** Data for the task follows **

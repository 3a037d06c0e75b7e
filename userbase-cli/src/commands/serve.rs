//! HTTP server command
//!
//! Runs the startup sequence against Postgres, then serves the users API
//! until Ctrl+C/SIGTERM.

use std::net::SocketAddr;
use std::time::Duration;

use anyhow::{Context, Result};
use clap::Parser;

use super::DatabaseArgs;
use userbase_server::db::{InitOptions, Initializer};
use userbase_server::http::{run_server, ServerConfig};

/// Arguments for the serve command
#[derive(Parser, Debug)]
pub struct ServeArgs {
    /// Address to bind to
    #[arg(long, short = 'b', env = "BIND_ADDR", default_value = "0.0.0.0:1323")]
    pub bind: SocketAddr,

    /// Allowed CORS origin (repeat or comma-separate for several)
    #[arg(
        long = "cors-origin",
        env = "CORS_ORIGINS",
        value_delimiter = ',',
        default_value = "http://localhost:4200"
    )]
    pub cors_origins: Vec<String>,

    /// Deadline for each startup step (open, ping, migrate)
    #[arg(long, default_value_t = 30)]
    pub step_timeout_secs: u64,

    /// Ping attempts before giving up; 1 disables retry
    #[arg(long, default_value_t = 1)]
    pub ping_attempts: u32,

    #[command(flatten)]
    pub db: DatabaseArgs,
}

/// Run the HTTP server
pub async fn run_serve(args: ServeArgs) -> Result<()> {
    let options = InitOptions {
        step_timeout: Duration::from_secs(args.step_timeout_secs),
        ping_attempts: args.ping_attempts,
        ..InitOptions::default()
    };

    tracing::info!(
        migrations_dir = %args.db.migrations_dir.display(),
        "Initializing database"
    );
    let db = Initializer::new(args.db.connector())
        .with_options(options)
        .run_with(|| args.db.config())
        .await
        .context("Database initialization failed")?;

    let config = ServerConfig {
        bind_addr: args.bind,
        cors_origins: args.cors_origins,
    };

    tracing::info!("Starting userbase server on {}", config.bind_addr);

    // Run server (blocks until shutdown)
    run_server(db, config).await.context("Server error")?;

    Ok(())
}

** End of Data for the task **

Goal of the exercise:
Could you reproduce exactly the lines of the entries above, from the one with "filename userbase-cli/src/commands/serve.rs" through the one with "let options = InitOptions", and nothing else?

Result:
filename userbase-cli/src/commands/serve.rs
//! HTTP server command
//!
//! Runs the startup sequence against Postgres, then serves the users API
//! until Ctrl+C/SIGTERM.

use std::net::SocketAddr;
use std::time::Duration;

use anyhow::{Context, Result};
use clap::Parser;

use super::DatabaseArgs;
use userbase_server::db::{InitOptions, Initializer};
use userbase_server::http::{run_server, ServerConfig};

/// Arguments for the serve command
#[derive(Parser, Debug)]
pub struct ServeArgs {
    /// Address to bind to
    #[arg(long, short = 'b', env = "BIND_ADDR", default_value = "0.0.0.0:1323")]
    pub bind: SocketAddr,

    /// Allowed CORS origin (repeat or comma-separate for several)
    #[arg(
        long = "cors-origin",
        env = "CORS_ORIGINS",
        value_delimiter = ',',
        default_value = "http://localhost:4200"
    )]
    pub cors_origins: Vec<String>,

    /// Deadline for each startup step (open, ping, migrate)
    #[arg(long, default_value_t = 30)]
    pub step_timeout_secs: u64,

    /// Ping attempts before giving up; 1 disables retry
    #[arg(long, default_value_t = 1)]
    pub ping_attempts: u32,

    #[command(flatten)]
    pub db: DatabaseArgs,
}

/// Run the HTTP server
pub async fn run_serve(args: ServeArgs) -> Result<()> {
    let options = InitOptions {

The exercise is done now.